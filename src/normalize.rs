//! # Name Normalization
//!
//! Turns a raw dish name scraped from a menu document into the forms used by
//! the rest of the engine.
//!
//! ## Pipeline Stages
//!
//! 1. **Stage 1: Unicode** - NFC normalization so decomposed umlauts behave like precomposed ones
//! 2. **Stage 2: Code Stripping** - allergen/additive codes (`a`, `b1`, `3`) are collected and removed
//! 3. **Stage 3: Punctuation** - parenthesized asides, commas, `&` and dashes become spaces
//! 4. **Stage 4: Folding** - lower-casing and German diacritic folding for the comparison form

use regex::Regex;
use serde::Serialize;
use std::collections::BTreeSet;
use std::sync::LazyLock;
use unicode_normalization::UnicodeNormalization;

/// The derived forms of one raw dish name.
#[derive(Debug, Clone, PartialEq, Eq, Default, Serialize)]
pub struct NormalizedForm {
    /// Lower-cased, diacritic-folded, code-free text. Only used for comparison.
    pub comparison: String,
    /// Display-safe text with original casing and diacritics, codes stripped.
    pub clean: String,
    /// Allergen/additive codes found in the raw name.
    pub allergen_codes: BTreeSet<String>,
}

impl NormalizedForm {
    /// True if nothing but codes and punctuation was left.
    pub fn is_empty(&self) -> bool {
        self.clean.is_empty()
    }

    /// Number of whitespace-separated words in the clean text.
    pub fn word_count(&self) -> usize {
        self.clean.split_whitespace().count()
    }
}

// ============================================================================
// Stage 1 + 2: Unicode and Code Stripping
// ============================================================================

static RE_SEPARATOR_RUN: LazyLock<Regex> =
    LazyLock::new(|| Regex::new(r"[,\s]+").expect("valid separator regex"));

/// A single lower-case letter with an optional digit, or a bare digit.
static RE_ALLERGEN_CODE: LazyLock<Regex> =
    LazyLock::new(|| Regex::new(r"^(?:[a-z][0-9]?|[0-9])$").expect("valid code regex"));

/// Removes allergen codes bounded by commas, whitespace or the string edges.
///
/// Every removed code is replaced with a single space; the separators around
/// it are kept and collapsed later.
pub fn strip_allergen_codes(input: &str, codes: &mut BTreeSet<String>) -> String {
    let mut result = String::with_capacity(input.len());
    let mut token_start = 0;

    let mut push_token = |token: &str, result: &mut String| {
        if RE_ALLERGEN_CODE.is_match(token) {
            codes.insert(token.to_lowercase());
            result.push(' ');
        } else {
            result.push_str(token);
        }
    };

    for separator in RE_SEPARATOR_RUN.find_iter(input) {
        push_token(&input[token_start..separator.start()], &mut result);
        result.push_str(separator.as_str());
        token_start = separator.end();
    }
    push_token(&input[token_start..], &mut result);

    result
}

// ============================================================================
// Stage 3: Punctuation
// ============================================================================

static RE_PARENTHESIZED: LazyLock<Regex> =
    LazyLock::new(|| Regex::new(r"\([^)]*\)").expect("valid parentheses regex"));

static RE_COMMA: LazyLock<Regex> =
    LazyLock::new(|| Regex::new(r"\s*,+\s*").expect("valid comma regex"));

static RE_AMPERSAND: LazyLock<Regex> =
    LazyLock::new(|| Regex::new(r"\s*&+\s*").expect("valid ampersand regex"));

static RE_DASH: LazyLock<Regex> =
    LazyLock::new(|| Regex::new(r"\s*-+\s*").expect("valid dash regex"));

static RE_WHITESPACE: LazyLock<Regex> =
    LazyLock::new(|| Regex::new(r"\s+").expect("valid whitespace regex"));

static RE_EDGE_NOISE: LazyLock<Regex> =
    LazyLock::new(|| Regex::new(r"^[\s,\-]+|[\s,\-]+$").expect("valid edge regex"));

/// Removes asides and separator punctuation, leaving single-spaced words.
pub fn strip_punctuation(input: &str) -> String {
    let text = RE_PARENTHESIZED.replace_all(input, " ");
    let text = RE_COMMA.replace_all(&text, " ");
    let text = RE_AMPERSAND.replace_all(&text, " ");
    let text = RE_DASH.replace_all(&text, " ");
    let text = collapse_whitespace(&text);
    RE_EDGE_NOISE.replace_all(&text, "").into_owned()
}

/// Collapses whitespace runs to one space and trims the ends.
pub fn collapse_whitespace(input: &str) -> String {
    RE_WHITESPACE.replace_all(input, " ").trim().to_string()
}

// ============================================================================
// Stage 4: Folding
// ============================================================================

/// German diacritics and their ASCII spellings.
pub const GERMAN_FOLDS: &[(char, &str)] = &[('ä', "ae"), ('ö', "oe"), ('ü', "ue"), ('ß', "ss")];

/// Lower-cases `input` and spells out German diacritics.
///
/// `"Spätzle"` and `"Spaetzle"` fold to the same string.
pub fn fold_german(input: &str) -> String {
    let mut result = String::with_capacity(input.len() + 8);

    for c in input.nfc().flat_map(char::to_lowercase) {
        match GERMAN_FOLDS.iter().find(|(umlaut, _)| *umlaut == c) {
            Some((_, spelled)) => result.push_str(spelled),
            None => result.push(c),
        }
    }

    result
}

// ============================================================================
// Main Pipeline
// ============================================================================

/// Normalizes a raw dish name.
///
/// Never fails: empty or code-only input yields an empty [`NormalizedForm`].
///
/// # Example
///
/// ```
/// use mealdedup::normalize::normalize;
///
/// let form = normalize("Currywurst a b1, 3");
/// assert_eq!(form.clean, "Currywurst");
/// assert_eq!(form.comparison, "currywurst");
/// assert_eq!(form.allergen_codes.len(), 3);
/// ```
pub fn normalize(raw: &str) -> NormalizedForm {
    if raw.trim().is_empty() {
        return NormalizedForm::default();
    }

    // Stage 1: Unicode
    let composed: String = raw.nfc().collect();

    // Stage 2: Code stripping
    let mut allergen_codes = BTreeSet::new();
    let without_codes = strip_allergen_codes(&composed, &mut allergen_codes);

    // Stage 3: Punctuation
    let clean = strip_punctuation(&without_codes);

    // Stage 4: Folding
    let comparison = collapse_whitespace(&fold_german(&clean));

    NormalizedForm {
        comparison,
        clean,
        allergen_codes,
    }
}

/// Shorthand for `normalize(raw).comparison`.
pub fn comparison_text(raw: &str) -> String {
    normalize(raw).comparison
}

/// Shorthand for `normalize(raw).clean`.
pub fn clean_text(raw: &str) -> String {
    normalize(raw).clean
}
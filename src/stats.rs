//! Descriptive statistics over a batch of names.
//!
//! Useful before a run to see how noisy the data is: how many names carry
//! allergen codes, which are not dishes at all, and how many collapse to the
//! same comparison text outright.

use crate::normalize::normalize;
use crate::protein::{protein_tag, ProteinTag};
use serde::Serialize;
use std::collections::{BTreeMap, HashMap};

/// Number of top words kept by [`BatchStats::collect`].
pub const DEFAULT_TOP_WORDS: usize = 20;

/// Substrings marking entries that are not dishes (closures, holidays).
/// Matched case-insensitively.
pub const NON_MEAL_MARKERS: &[&str] = &[
    "Feiertag",
    "geschlossen",
    "Mensa",
    "Kiosk",
    "Weihnachten",
    "Ferien",
];

#[derive(Debug, Clone, PartialEq, Eq, Serialize)]
pub struct WordCount {
    pub word: String,
    pub count: usize,
}

/// Name lengths in characters.
#[derive(Debug, Clone, PartialEq, Serialize)]
pub struct LengthStats {
    pub min: usize,
    pub max: usize,
    pub mean: f64,
    /// Upper median for even counts.
    pub median: usize,
}

#[derive(Debug, Clone, PartialEq, Serialize)]
pub struct BatchStats {
    pub total: usize,
    pub with_allergen_codes: usize,
    pub top_words: Vec<WordCount>,
    /// `None` for an empty batch.
    pub length: Option<LengthStats>,
    pub proteins: BTreeMap<ProteinTag, usize>,
    /// Hits per marker, in [`NON_MEAL_MARKERS`] order, zero counts omitted.
    pub non_meal_markers: Vec<WordCount>,
    /// Comparison texts shared by more than one name.
    pub collision_groups: usize,
    /// Names involved in those collisions.
    pub collided_names: usize,
}

impl BatchStats {
    pub fn collect<S: AsRef<str>>(names: &[S]) -> Self {
        Self::collect_with_top(names, DEFAULT_TOP_WORDS)
    }

    /// Collects statistics keeping the `top` most frequent words.
    pub fn collect_with_top<S: AsRef<str>>(names: &[S], top: usize) -> Self {
        let mut with_allergen_codes = 0;
        let mut words: HashMap<String, usize> = HashMap::new();
        let mut proteins = BTreeMap::new();
        let mut by_comparison: HashMap<String, usize> = HashMap::new();
        let mut lengths = Vec::with_capacity(names.len());

        for name in names {
            let name = name.as_ref();
            let form = normalize(name);

            if !form.allergen_codes.is_empty() {
                with_allergen_codes += 1;
            }
            for word in name.to_lowercase().split_whitespace() {
                *words.entry(word.to_string()).or_default() += 1;
            }
            *proteins.entry(protein_tag(name)).or_default() += 1;
            *by_comparison.entry(form.comparison).or_default() += 1;
            lengths.push(name.chars().count());
        }

        let (collision_groups, collided_names) = by_comparison
            .values()
            .filter(|&&count| count > 1)
            .fold((0, 0), |(groups, total), &count| (groups + 1, total + count));

        Self {
            total: names.len(),
            with_allergen_codes,
            top_words: top_words(words, top),
            length: length_stats(lengths),
            proteins,
            non_meal_markers: count_markers(names),
            collision_groups,
            collided_names,
        }
    }
}

/// Most frequent first; equal counts in alphabetical order.
fn top_words(words: HashMap<String, usize>, top: usize) -> Vec<WordCount> {
    let mut counts: Vec<WordCount> = words
        .into_iter()
        .map(|(word, count)| WordCount { word, count })
        .collect();
    counts.sort_by(|a, b| b.count.cmp(&a.count).then_with(|| a.word.cmp(&b.word)));
    counts.truncate(top);
    counts
}

fn length_stats(mut lengths: Vec<usize>) -> Option<LengthStats> {
    if lengths.is_empty() {
        return None;
    }
    lengths.sort_unstable();

    Some(LengthStats {
        min: lengths[0],
        max: lengths[lengths.len() - 1],
        mean: lengths.iter().sum::<usize>() as f64 / lengths.len() as f64,
        median: lengths[lengths.len() / 2],
    })
}

fn count_markers<S: AsRef<str>>(names: &[S]) -> Vec<WordCount> {
    let lowered: Vec<String> = names.iter().map(|n| n.as_ref().to_lowercase()).collect();

    NON_MEAL_MARKERS
        .iter()
        .filter_map(|marker| {
            let needle = marker.to_lowercase();
            let count = lowered.iter().filter(|name| name.contains(&needle)).count();
            (count > 0).then(|| WordCount {
                word: marker.to_string(),
                count,
            })
        })
        .collect()
}
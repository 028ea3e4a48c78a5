//! Human-readable preview of a deduplication run.

use crate::error::Result;
use crate::mapping::DedupReport;
use std::fmt::Write as _;
use std::io::Write;

/// Options for preview rendering.
#[derive(Debug, Clone)]
pub struct PreviewOptions {
    /// Maximum number of groups to show.
    pub limit: usize,

    /// Width of the horizontal rules around the header.
    pub rule_width: usize,

    /// Names longer than this are cut off with an ellipsis (0 = never).
    pub max_name_chars: usize,

    /// Marker placed before the seed when it is not the canonical name.
    pub seed_marker: String,
}

impl Default for PreviewOptions {
    fn default() -> Self {
        Self {
            limit: 30,
            rule_width: 80,
            max_name_chars: 60,
            seed_marker: "→".to_string(),
        }
    }
}

impl PreviewOptions {
    /// Creates new options with default settings.
    pub fn new() -> Self {
        Self::default()
    }

    /// Sets the number of groups to show.
    pub fn with_limit(mut self, limit: usize) -> Self {
        self.limit = limit;
        self
    }

    /// Truncates long names.
    pub fn with_max_name_chars(mut self, chars: usize) -> Self {
        self.max_name_chars = chars;
        self
    }

    /// Sets the seed marker.
    pub fn with_seed_marker(mut self, marker: impl Into<String>) -> Self {
        self.seed_marker = marker.into();
        self
    }
}

/// Renders the groups of a report for human review.
///
/// Each group lists its canonical name and the names it replaces. The seed
/// is marked with an arrow when it is not itself the canonical name.
pub fn render_preview(report: &DedupReport, options: &PreviewOptions) -> String {
    let mut out = String::new();
    let rule = "=".repeat(options.rule_width);

    // Writing to a String cannot fail
    let _ = writeln!(out, "{rule}");
    let _ = writeln!(out, "DEDUPLICATION PREVIEW");
    let _ = writeln!(out, "{rule}");
    let _ = writeln!(out);
    let _ = writeln!(out, "Names examined: {}", report.total_names);
    let _ = writeln!(out, "Duplicate groups found: {}", report.groups.len());
    let _ = writeln!(out, "Names that will be merged: {}", report.merge_count());

    if report.groups.is_empty() {
        let _ = writeln!(out);
        let _ = writeln!(out, "No duplicates found.");
        return out;
    }

    let shown = report.groups.len().min(options.limit);
    let _ = writeln!(out);
    let _ = writeln!(out, "Showing first {shown} groups:");

    for (i, group) in report.groups.iter().take(shown).enumerate() {
        let _ = writeln!(out);
        let _ = writeln!(
            out,
            "{}. Canonical: {}",
            i + 1,
            truncate(&group.canonical, options.max_name_chars)
        );
        let _ = writeln!(out, "   Duplicates ({}):", group.len().saturating_sub(1));

        for name in group.duplicates() {
            let marker = if Some(name) == group.seed() {
                options.seed_marker.as_str()
            } else {
                ""
            };
            let _ = writeln!(
                out,
                "   {marker:>3} {}",
                truncate(name, options.max_name_chars)
            );
        }
    }

    if report.groups.len() > shown {
        let _ = writeln!(out);
        let _ = writeln!(out, "... and {} more groups", report.groups.len() - shown);
    }

    out
}

/// Renders the preview and writes it to a writer.
pub fn render_to_writer<W: Write>(
    report: &DedupReport,
    writer: &mut W,
    options: &PreviewOptions,
) -> Result<()> {
    let content = render_preview(report, options);
    writer.write_all(content.as_bytes())?;
    Ok(())
}

/// Cuts `text` to `max_chars` characters, appending "..." when shortened.
pub fn truncate(text: &str, max_chars: usize) -> String {
    if max_chars == 0 || text.chars().count() <= max_chars {
        return text.to_string();
    }
    let mut cut: String = text.chars().take(max_chars).collect();
    cut.push_str("...");
    cut
}
//! Duplicate groups and the canonical mapping handed to consumers.

use serde::{Deserialize, Serialize};
use std::collections::BTreeMap;

/// Names judged to be the same dish, with their chosen representative.
#[derive(Debug, Clone, PartialEq, Eq, Serialize, Deserialize)]
pub struct DuplicateGroup {
    /// Raw names in claim order; the first one seeded the group.
    pub members: Vec<String>,
    /// The member chosen to represent the group.
    pub canonical: String,
}

impl DuplicateGroup {
    /// The name that seeded the group; `None` for an empty group, which
    /// only a hand-built or deserialized report can contain.
    pub fn seed(&self) -> Option<&str> {
        self.members.first().map(String::as_str)
    }

    /// Members that will be replaced by the canonical name.
    pub fn duplicates(&self) -> impl Iterator<Item = &str> {
        self.members
            .iter()
            .map(String::as_str)
            .filter(move |member| *member != self.canonical)
    }

    pub fn len(&self) -> usize {
        self.members.len()
    }

    pub fn is_empty(&self) -> bool {
        self.members.is_empty()
    }
}

/// Old name -> canonical name, for every name that changes.
///
/// Names that keep their identity are not stored; [`canonical_for`]
/// answers for them too, which makes the mapping total over the batch.
///
/// [`canonical_for`]: CanonicalMapping::canonical_for
#[derive(Debug, Clone, Default, PartialEq, Eq, Serialize, Deserialize)]
#[serde(transparent)]
pub struct CanonicalMapping {
    entries: BTreeMap<String, String>,
}

impl CanonicalMapping {
    pub fn new() -> Self {
        Self::default()
    }

    /// Builds the mapping from groups, skipping each canonical member.
    pub fn from_groups(groups: &[DuplicateGroup]) -> Self {
        let mut mapping = Self::new();
        for group in groups {
            for duplicate in group.duplicates() {
                mapping.insert(duplicate, &group.canonical);
            }
        }
        mapping
    }

    /// Records a replacement. Self-maps are ignored.
    pub fn insert(&mut self, old: impl Into<String>, canonical: impl Into<String>) {
        let old = old.into();
        let canonical = canonical.into();
        if old != canonical {
            self.entries.insert(old, canonical);
        }
    }

    /// The canonical name for `name`; `name` itself if it has no duplicates.
    pub fn canonical_for<'a>(&'a self, name: &'a str) -> &'a str {
        self.entries.get(name).map(String::as_str).unwrap_or(name)
    }

    pub fn get(&self, name: &str) -> Option<&str> {
        self.entries.get(name).map(String::as_str)
    }

    pub fn iter(&self) -> impl Iterator<Item = (&str, &str)> {
        self.entries
            .iter()
            .map(|(old, canonical)| (old.as_str(), canonical.as_str()))
    }

    pub fn len(&self) -> usize {
        self.entries.len()
    }

    pub fn is_empty(&self) -> bool {
        self.entries.is_empty()
    }
}

/// Result of one deduplication run.
#[derive(Debug, Clone, Default, PartialEq, Serialize, Deserialize)]
pub struct DedupReport {
    /// Distinct names examined.
    pub total_names: usize,
    /// Groups with at least two members, in seed order.
    pub groups: Vec<DuplicateGroup>,
    /// Replacement for every non-canonical member.
    pub mapping: CanonicalMapping,
}

impl DedupReport {
    pub fn new(total_names: usize, groups: Vec<DuplicateGroup>) -> Self {
        let mapping = CanonicalMapping::from_groups(&groups);
        Self {
            total_names,
            groups,
            mapping,
        }
    }

    /// Number of names that disappear when the mapping is applied.
    pub fn merge_count(&self) -> usize {
        self.groups
            .iter()
            .map(|group| group.len().saturating_sub(1))
            .sum()
    }

    pub fn has_duplicates(&self) -> bool {
        !self.groups.is_empty()
    }
}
**********
- EXERCISE -
Using the records above, copy every line that has the word "serde" in it.

- ANSWER SPACE -
use serde::Serialize;
use serde::Serialize;
use serde::{Deserialize, Serialize};
#[serde(transparent)]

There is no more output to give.